DESCRIPTION OF THE TASK = Quote the records below word for word, please, from the very first line through the one that contains "use serde_json::Value;", and nothing beyond it.

AVAILABLE DATA =

↓↓↓

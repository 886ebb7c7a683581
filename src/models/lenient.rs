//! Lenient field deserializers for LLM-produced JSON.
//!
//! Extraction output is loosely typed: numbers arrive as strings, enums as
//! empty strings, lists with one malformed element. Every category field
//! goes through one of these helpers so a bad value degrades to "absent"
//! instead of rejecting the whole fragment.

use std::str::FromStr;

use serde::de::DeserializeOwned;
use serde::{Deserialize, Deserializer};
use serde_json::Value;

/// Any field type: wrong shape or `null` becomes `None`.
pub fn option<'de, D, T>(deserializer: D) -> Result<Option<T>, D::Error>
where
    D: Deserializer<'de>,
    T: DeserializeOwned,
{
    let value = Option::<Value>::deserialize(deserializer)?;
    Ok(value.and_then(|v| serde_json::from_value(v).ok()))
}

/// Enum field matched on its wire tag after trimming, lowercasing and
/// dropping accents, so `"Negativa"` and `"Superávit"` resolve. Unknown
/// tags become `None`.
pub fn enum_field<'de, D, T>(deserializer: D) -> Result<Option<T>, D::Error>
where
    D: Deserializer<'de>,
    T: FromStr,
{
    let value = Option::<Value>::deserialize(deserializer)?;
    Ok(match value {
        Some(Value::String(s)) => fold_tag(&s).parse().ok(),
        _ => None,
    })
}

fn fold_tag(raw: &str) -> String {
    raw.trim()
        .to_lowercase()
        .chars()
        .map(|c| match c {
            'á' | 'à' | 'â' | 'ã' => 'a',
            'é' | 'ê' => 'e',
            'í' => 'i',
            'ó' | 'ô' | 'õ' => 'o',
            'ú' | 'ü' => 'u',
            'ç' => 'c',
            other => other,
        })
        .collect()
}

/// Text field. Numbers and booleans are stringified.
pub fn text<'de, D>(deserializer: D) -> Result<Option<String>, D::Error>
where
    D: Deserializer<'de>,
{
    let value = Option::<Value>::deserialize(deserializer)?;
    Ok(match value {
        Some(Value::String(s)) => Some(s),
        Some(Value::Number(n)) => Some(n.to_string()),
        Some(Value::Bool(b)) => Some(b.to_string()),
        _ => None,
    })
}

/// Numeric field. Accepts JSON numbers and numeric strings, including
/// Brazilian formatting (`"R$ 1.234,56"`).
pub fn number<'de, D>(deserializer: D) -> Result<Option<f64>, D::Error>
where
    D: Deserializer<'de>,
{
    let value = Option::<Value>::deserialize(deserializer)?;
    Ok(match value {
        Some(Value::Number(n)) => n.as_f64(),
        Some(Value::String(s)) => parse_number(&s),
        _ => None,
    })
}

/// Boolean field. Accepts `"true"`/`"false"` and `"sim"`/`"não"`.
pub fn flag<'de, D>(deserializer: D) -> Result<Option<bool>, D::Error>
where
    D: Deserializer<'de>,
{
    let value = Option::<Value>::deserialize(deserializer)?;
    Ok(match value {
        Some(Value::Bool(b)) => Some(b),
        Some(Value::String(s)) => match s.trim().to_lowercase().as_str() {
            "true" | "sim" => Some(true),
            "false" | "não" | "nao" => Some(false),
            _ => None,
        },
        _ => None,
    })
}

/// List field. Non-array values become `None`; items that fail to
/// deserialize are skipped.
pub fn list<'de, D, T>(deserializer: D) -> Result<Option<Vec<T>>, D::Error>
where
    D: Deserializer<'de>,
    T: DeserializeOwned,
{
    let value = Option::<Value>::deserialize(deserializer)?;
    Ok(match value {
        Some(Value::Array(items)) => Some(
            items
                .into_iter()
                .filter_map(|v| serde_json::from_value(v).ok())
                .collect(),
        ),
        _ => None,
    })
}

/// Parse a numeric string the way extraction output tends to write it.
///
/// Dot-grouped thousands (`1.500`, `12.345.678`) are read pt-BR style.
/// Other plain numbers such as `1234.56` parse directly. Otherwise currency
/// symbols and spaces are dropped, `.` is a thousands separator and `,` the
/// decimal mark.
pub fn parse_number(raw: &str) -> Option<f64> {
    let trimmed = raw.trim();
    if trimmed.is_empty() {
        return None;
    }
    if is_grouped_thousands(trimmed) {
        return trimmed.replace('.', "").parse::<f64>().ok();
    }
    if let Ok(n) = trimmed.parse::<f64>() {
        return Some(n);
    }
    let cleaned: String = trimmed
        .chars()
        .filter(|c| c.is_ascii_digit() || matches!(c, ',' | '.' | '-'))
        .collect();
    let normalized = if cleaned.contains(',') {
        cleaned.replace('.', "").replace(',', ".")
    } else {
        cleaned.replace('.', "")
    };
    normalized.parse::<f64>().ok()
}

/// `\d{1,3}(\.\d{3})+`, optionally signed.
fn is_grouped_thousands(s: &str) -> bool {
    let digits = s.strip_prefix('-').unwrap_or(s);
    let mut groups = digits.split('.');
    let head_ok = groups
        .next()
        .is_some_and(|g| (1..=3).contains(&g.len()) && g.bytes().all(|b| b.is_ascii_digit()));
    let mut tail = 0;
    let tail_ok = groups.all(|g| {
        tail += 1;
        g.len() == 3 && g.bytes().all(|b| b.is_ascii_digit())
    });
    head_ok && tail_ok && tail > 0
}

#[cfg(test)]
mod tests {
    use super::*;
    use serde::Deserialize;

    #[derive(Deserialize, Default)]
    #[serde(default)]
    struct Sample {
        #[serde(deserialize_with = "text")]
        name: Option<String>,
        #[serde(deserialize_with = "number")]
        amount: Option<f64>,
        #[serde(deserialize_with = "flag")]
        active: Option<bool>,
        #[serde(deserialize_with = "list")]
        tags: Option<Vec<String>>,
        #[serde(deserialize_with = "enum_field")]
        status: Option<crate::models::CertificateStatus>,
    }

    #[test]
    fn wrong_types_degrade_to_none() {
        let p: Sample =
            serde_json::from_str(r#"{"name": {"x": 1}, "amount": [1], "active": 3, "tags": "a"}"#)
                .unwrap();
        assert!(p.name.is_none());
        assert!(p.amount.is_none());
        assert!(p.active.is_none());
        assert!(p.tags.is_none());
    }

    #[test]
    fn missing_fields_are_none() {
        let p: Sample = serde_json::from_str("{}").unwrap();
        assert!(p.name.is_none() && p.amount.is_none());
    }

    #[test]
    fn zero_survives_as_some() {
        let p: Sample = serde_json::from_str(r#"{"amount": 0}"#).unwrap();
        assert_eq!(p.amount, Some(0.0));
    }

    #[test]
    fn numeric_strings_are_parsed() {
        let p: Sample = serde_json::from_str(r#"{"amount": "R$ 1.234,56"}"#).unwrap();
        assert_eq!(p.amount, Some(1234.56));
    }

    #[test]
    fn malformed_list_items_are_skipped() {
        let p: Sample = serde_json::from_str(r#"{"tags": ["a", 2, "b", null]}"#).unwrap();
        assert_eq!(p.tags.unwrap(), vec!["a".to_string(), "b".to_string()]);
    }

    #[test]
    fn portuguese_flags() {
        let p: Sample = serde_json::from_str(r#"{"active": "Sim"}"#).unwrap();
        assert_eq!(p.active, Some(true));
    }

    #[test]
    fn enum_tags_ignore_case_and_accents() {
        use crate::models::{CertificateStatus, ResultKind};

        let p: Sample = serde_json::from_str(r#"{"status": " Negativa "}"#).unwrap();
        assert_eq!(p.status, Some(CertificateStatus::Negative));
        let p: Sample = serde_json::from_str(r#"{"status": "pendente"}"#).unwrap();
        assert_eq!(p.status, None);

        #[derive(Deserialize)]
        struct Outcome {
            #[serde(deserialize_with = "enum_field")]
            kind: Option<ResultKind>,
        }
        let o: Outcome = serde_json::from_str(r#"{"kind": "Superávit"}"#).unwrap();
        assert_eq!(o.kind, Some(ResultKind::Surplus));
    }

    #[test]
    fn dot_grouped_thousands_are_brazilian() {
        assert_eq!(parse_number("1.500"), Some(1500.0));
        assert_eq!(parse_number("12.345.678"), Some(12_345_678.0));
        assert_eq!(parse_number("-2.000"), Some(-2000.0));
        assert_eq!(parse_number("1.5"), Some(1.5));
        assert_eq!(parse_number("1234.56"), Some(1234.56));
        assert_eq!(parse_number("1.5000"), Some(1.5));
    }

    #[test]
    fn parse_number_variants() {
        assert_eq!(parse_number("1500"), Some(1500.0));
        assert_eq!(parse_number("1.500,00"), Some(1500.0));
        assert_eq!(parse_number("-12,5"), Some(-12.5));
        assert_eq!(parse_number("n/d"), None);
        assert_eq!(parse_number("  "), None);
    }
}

↑↑↑

THE ANSWER =
repository 886ebb7c7a683581
filename src/models/lenient.rs
//! Lenient field deserializers for LLM-produced JSON.
//!
//! Extraction output is loosely typed: numbers arrive as strings, enums as
//! empty strings, lists with one malformed element. Every category field
//! goes through one of these helpers so a bad value degrades to "absent"
//! instead of rejecting the whole fragment.

use std::str::FromStr;

use serde::de::DeserializeOwned;
use serde::{Deserialize, Deserializer};
use serde_json::Value;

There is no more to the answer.